I don’t vomit often when I fly. But I do fly a lot, and so I imagine that I have puked on planes more than most people. I’m not bragging, but I’ve even been puked on by other people on airplanes — and not simply because a seatmate was reading something I’d written and felt the need to weigh in with an opinion.
One time when I desperately needed an air-sickness bag there wasn’t one in the seat pocket before me, and so I had to roll a few glossy pages from the in-flight magazine into a snow cone and hope for the best.
Why, any reasonable person might ask, am I telling you this? Because earlier this month U.S. Airways — an airline I like a lot — announced plans to sell advertising space on its air-sickness bags. Speaking as a frequent flier on many carriers, I am not surprised.
This is, after all, merely the confluence of two trends. First, there has been the tendency by marketers to promote their products anyplace they can. Just for the record, air-sickness bags are from the lowest venue. To wit: urinal advertising. Yup, even there men can multitask.
Second, the airline industry, once known for dignity, elegance and panache — just think of those classic black-and-white photographs of a young Elizabeth Taylor descending the rolling stairway on the runway as she disembarks — has become a largely low-frills business in which there is almost no corner that cannot be cut to save money, and no area or service that cannot be viewed as a profit center.
As ridiculous as the idea of advertising on barf bags might sound, I’m neither appalled nor disgusted, (though, it’s painfully evident, these days it takes a lot to disgust me). The presence of the ads will increase the likelihood that there will be a bag in the seat pocket because the airline will be accountable to its advertisers.
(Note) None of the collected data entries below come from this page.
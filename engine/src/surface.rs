use crate::graphics::CpuRenderer;

#[derive(Debug, Clone, Copy, PartialEq, Eq)]
pub struct SurfaceSize {
    pub width: u32,
    pub height: u32,
}

impl SurfaceSize {
    pub const fn new(width: u32, height: u32) -> Self {
        Self { width, height }
    }

    pub const fn is_empty(self) -> bool {
        self.width == 0 || self.height == 0
    }

    pub fn rgba_len(self) -> usize {
        (self.width as usize)
            .saturating_mul(self.height as usize)
            .saturating_mul(4)
    }
}

/// An offscreen RGBA frame, used for snapshots and for drawing in tests.
#[derive(Debug, Clone)]
pub struct FrameBuffer {
    size: SurfaceSize,
    buf: Vec<u8>,
}

impl FrameBuffer {
    pub fn new(size: SurfaceSize) -> Self {
        Self {
            size,
            buf: vec![0u8; size.rgba_len()],
        }
    }

    pub fn size(&self) -> SurfaceSize {
        self.size
    }

    pub fn pixels(&self) -> &[u8] {
        &self.buf
    }

    pub fn into_pixels(self) -> Vec<u8> {
        self.buf
    }

    pub fn pixel(&self, x: u32, y: u32) -> Option<[u8; 4]> {
        if x >= self.size.width || y >= self.size.height {
            return None;
        }
        let i = (y as usize * self.size.width as usize + x as usize) * 4;
        let px = self.buf.get(i..i + 4)?;
        Some([px[0], px[1], px[2], px[3]])
    }

    pub fn renderer(&mut self) -> CpuRenderer<'_> {
        CpuRenderer::new(&mut self.buf, self.size)
    }
}

#[cfg(test)]
mod tests {
    use super::*;
    use crate::graphics::Renderer2d;

    #[test]
    fn frame_buffer_is_sized_for_rgba() {
        let fb = FrameBuffer::new(SurfaceSize::new(3, 2));
        assert_eq!(fb.pixels().len(), 24);
        assert_eq!(fb.pixel(3, 0), None);
    }

    #[test]
    fn renderer_writes_into_buffer() {
        let mut fb = FrameBuffer::new(SurfaceSize::new(2, 2));
        fb.renderer().clear([1, 2, 3, 255]);
        assert_eq!(fb.pixel(1, 1), Some([1, 2, 3, 255]));
    }
}
use std::fs;
use std::thread;
use std::time::{Duration, Instant};

use chrono::{DateTime, TimeDelta, Utc};
use engine::app::{KeyPress, TickApp};
use engine::surface::SurfaceSize;
use engine::ticker::Tick;
use engine::view_tree::hit_test;
use reveal_track::app::TrackApp;
use reveal_track::clock::{Clock, ManualClock};
use reveal_track::config::TrackConfig;
use reveal_track::draw::rarity_color;
use reveal_track::layout::{HEADER_H, PADDING, TILE_H, TrackAction, visible_tile_rect};
use reveal_track::renderer::{ContentRef, StatusLabel, TrackRenderer};
use reveal_track::store::{ImageStore, MemoryBackend};
use reveal_track::tile::{ContentMode, RarityTag, TileDescriptor};
use reveal_track::view::TrackView;
use tempfile::tempdir;

const SIZE: SurfaceSize = SurfaceSize::new(1280, 480);

fn at(raw: &str) -> DateTime<Utc> {
    DateTime::parse_from_rfc3339(raw)
        .expect("valid timestamp")
        .with_timezone(&Utc)
}

fn png_bytes() -> Vec<u8> {
    let img = image::RgbaImage::from_pixel(8, 8, image::Rgba([10, 200, 10, 255]));
    let mut out = std::io::Cursor::new(Vec::new());
    img.write_to(&mut out, image::ImageFormat::Png)
        .expect("encode png");
    out.into_inner()
}

fn app_at(now: &str, backend: MemoryBackend) -> (TrackApp<ManualClock>, ManualClock) {
    let tiles = vec![
        TileDescriptor::new("open", "Open", "Rare", "2024-01-01T00:00:00Z"),
        TileDescriptor::new("soon", "Soon", "Legendary", "2025-01-01T00:00:00Z"),
        TileDescriptor::new("later", "Later", "Mythic", "2026-01-01T00:00:00Z"),
    ];
    let renderer = TrackRenderer::new(
        TrackConfig::new(ContentMode::UserUpload, tiles),
        ImageStore::open(backend),
    );
    let clock = ManualClock::new(at(now));
    let mut app = TrackApp::new(renderer, clock.clone());
    app.on_resize(SIZE);
    (app, clock)
}

fn tick() -> Tick {
    Tick { index: 1, missed: 0 }
}

fn wait_for_uploads(app: &mut TrackApp<ManualClock>) {
    let deadline = Instant::now() + Duration::from_secs(5);
    while !app.uploads().is_empty() && Instant::now() < deadline {
        app.poll_uploads();
        thread::sleep(Duration::from_millis(5));
    }
    assert!(app.uploads().is_empty(), "upload did not finish in time");
}

#[test]
fn tick_updates_countdown_then_reveals() {
    let (mut app, clock) = app_at("2024-12-31T23:59:58Z", MemoryBackend::new());
    assert_eq!(app.tiles()[1].countdown_text.as_deref(), Some("0m 2s"));

    clock.advance(TimeDelta::seconds(1));
    assert!(app.on_tick(tick()));
    assert_eq!(app.tiles()[1].countdown_text.as_deref(), Some("0m 1s"));

    clock.advance(TimeDelta::seconds(1));
    assert!(app.on_tick(tick()));
    assert!(!app.tiles()[1].is_locked);
    assert_eq!(app.tiles()[1].status_label, StatusLabel::Revealed);
}

#[test]
fn clicking_a_tile_opens_detail_and_escape_closes_it() {
    let (mut app, _clock) = app_at("2024-12-31T00:00:00Z", MemoryBackend::new());
    let rect = visible_tile_rect(1, app.scroll(), SIZE).expect("tile visible");
    let view = app.build_view(SIZE);
    let action = hit_test(&view, (rect.x + 5, rect.y + 5)).expect("tile is clickable");
    assert_eq!(action, TrackAction::SelectTile(1));

    assert!(app.on_action(action));
    assert_eq!(app.view(), TrackView::Detail { index: 1 });
    let detail = app.detail().expect("detail open");
    assert_eq!(detail.tile.id, "soon");
    assert!(!detail.can_upload);

    assert!(app.on_key(KeyPress::Escape));
    assert_eq!(app.view(), TrackView::Track);
    assert!(app.detail().is_none());
}

#[test]
fn open_detail_tracks_reveal_on_tick() {
    let (mut app, clock) = app_at("2024-12-31T23:59:59Z", MemoryBackend::new());
    app.on_action(TrackAction::SelectTile(1));
    assert!(app.detail().is_some_and(|d| d.tile.is_locked));

    clock.set(at("2025-01-01T00:00:00Z"));
    app.on_tick(tick());
    let detail = app.detail().expect("detail open");
    assert!(!detail.tile.is_locked);
    assert!(detail.can_upload);
}

#[test]
fn dropped_file_on_locked_tile_is_ignored() {
    let dir = tempdir().expect("tempdir");
    let path = dir.path().join("pic.png");
    fs::write(&path, png_bytes()).expect("write");

    let (mut app, _clock) = app_at("2024-12-31T00:00:00Z", MemoryBackend::new());
    assert!(!app.on_file_dropped(path.clone()));

    app.on_action(TrackAction::SelectTile(1));
    assert!(!app.on_file_dropped(path));
    assert!(app.uploads().is_empty());
}

#[test]
fn dropped_image_on_revealed_tile_is_stored() {
    let dir = tempdir().expect("tempdir");
    let path = dir.path().join("pic.png");
    fs::write(&path, png_bytes()).expect("write");

    let backend = MemoryBackend::new();
    let (mut app, _clock) = app_at("2024-12-31T00:00:00Z", backend.clone());
    app.on_action(TrackAction::SelectTile(0));
    assert!(app.on_file_dropped(path));
    wait_for_uploads(&mut app);

    assert_eq!(app.notice(), Some("IMAGE SAVED"));
    assert_eq!(app.tiles()[0].status_label, StatusLabel::Uploaded);
    assert_eq!(
        app.detail().map(|d| d.tile.content.clone()),
        Some(ContentRef::StoredImage {
            tile_id: "open".to_string()
        })
    );
    assert!(backend.snapshot().contains_key("open"));
}

#[test]
fn dropped_text_file_changes_nothing() {
    let dir = tempdir().expect("tempdir");
    let path = dir.path().join("notes.txt");
    fs::write(&path, "just words").expect("write");

    let backend = MemoryBackend::new();
    let (mut app, _clock) = app_at("2024-12-31T00:00:00Z", backend.clone());
    app.on_action(TrackAction::SelectTile(0));
    app.on_file_dropped(path);
    wait_for_uploads(&mut app);

    assert_eq!(app.notice(), Some("NOT AN IMAGE"));
    assert_eq!(app.tiles()[0].status_label, StatusLabel::Revealed);
    assert_eq!(backend.save_count(), 0);
}

#[test]
fn reset_key_clears_images() {
    let mut seeded = reveal_track::store::ImageMap::new();
    seeded.insert("open".to_string(), png_bytes());
    let backend = MemoryBackend::with_images(seeded);
    let (mut app, _clock) = app_at("2024-12-31T00:00:00Z", backend.clone());
    assert_eq!(app.tiles()[0].status_label, StatusLabel::Uploaded);

    assert!(app.on_key(KeyPress::Char('r')));
    assert_eq!(app.tiles()[0].status_label, StatusLabel::Revealed);
    assert!(backend.snapshot().is_empty());
}

#[test]
fn next_key_scrolls_to_first_locked_tile() {
    let tiles: Vec<TileDescriptor> = (0..12)
        .map(|i| {
            let year = if i < 9 { 2020 } else { 2030 };
            TileDescriptor::new(format!("t{i}"), format!("T{i}"), "Rare", format!("{year}-01-01"))
        })
        .collect();
    let renderer = TrackRenderer::new(
        TrackConfig::new(ContentMode::IconOnly, tiles),
        ImageStore::open(MemoryBackend::new()),
    );
    let clock = ManualClock::new(at("2025-01-01T00:00:00Z"));
    let mut app = TrackApp::new(renderer, clock);
    let narrow = SurfaceSize::new(640, 480);
    app.on_resize(narrow);

    // The first layout already centres the next locked tile.
    let first = app.scroll();
    assert!(first > 0);
    assert!(visible_tile_rect(9, first, narrow).is_some());

    assert!(app.on_key(KeyPress::Home));
    assert_eq!(app.scroll(), 0);
    assert!(app.on_key(KeyPress::Char('n')));
    assert_eq!(app.scroll(), first);
}

#[test]
fn snapshot_paints_tiles_with_rarity_colours() {
    let (mut app, clock) = app_at("2024-12-31T00:00:00Z", MemoryBackend::new());
    assert_eq!(clock.now(), at("2024-12-31T00:00:00Z"));
    let frame = app.snapshot(SIZE);

    let edge_y = HEADER_H + PADDING + TILE_H / 2;
    assert_eq!(frame.pixel(PADDING, edge_y), Some(rarity_color(RarityTag::Rare)));
}

#[test]
fn detail_snapshot_dims_the_track() {
    let (mut app, _clock) = app_at("2024-12-31T00:00:00Z", MemoryBackend::new());
    let plain = app.snapshot(SIZE);
    app.on_action(TrackAction::SelectTile(0));
    let with_detail = app.snapshot(SIZE);

    let probe = (2, 2);
    let before = plain.pixel(probe.0, probe.1).expect("in bounds");
    let after = with_detail.pixel(probe.0, probe.1).expect("in bounds");
    assert!(after[0] < before[0] || after[2] < before[2]);
}
//! Windowing and drawing layer for timer-driven 2D surfaces.
//!
//! Nothing in here knows about tiles or schedules: it provides layout rects, a CPU renderer
//! with a block font, clickable view trees, a drift-free fixed-period ticker, and the `winit`
//! loop that wires them together.

pub mod app;
pub mod graphics;
pub mod pixels_renderer;
pub mod surface;
pub mod ticker;
pub mod ui;
pub mod view_tree;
Moreover, reading the ads — and then commenting on them to the person in steerage beside us — will take up another minute of the flight, thereby decreasing the time we will spend shopping for pre-lit palm trees from the Sky Mall catalog ($259.99 for the 8-foot royal palm), or contemplating the reality that we are five miles above the Earth in a metal tube that even I know weighs more than air.
The reality is that marketing communications surround us wherever we go. Earlier this summer, a company called Gas Station TV began testing TV advertising on 20-inch monitors at gas stations in Dallas. Why? Because we have to look at something when we pump gas, and it might as well be television. Let’s face it: Even reruns of “Three’s Company” would be more appealing than staring at the pump as the digits for the dollars move at the speed of light, while the digits for the gallons creep along at a pace that could only be called glacial.
Consequently, it was just a matter of time before someone would try to sell us something when we are about as captive an audience as possible: on airplanes. Some folks might wonder if the best moment to try to convince people to sample new products is when they’re about to regurgitate the tuna grinder that already looked a little rancid on the way to gate C-16. Probably not. But most of us won’t be reading the bag when we need it. Most of us will be scanning it when we’re bored beyond belief on the runway, wondering whether that person beside us sharpens the points on his elbows.
I wouldn’t be surprised if 10 years from now the cabins of passenger jets resemble the insides of subway cars, with ads for Club Med, chiropractors and hemorrhoid cremes running the length of the tube.
I won’t even be shocked if someday after an emergency landing a passenger is opening the exit that surrounds a window mid-cabin, and discovers instructions that read, “Lift handle. Pull door inside. Just do it!”
Perhaps when that day comes, I’ll need the air-sickness bags on a regular basis.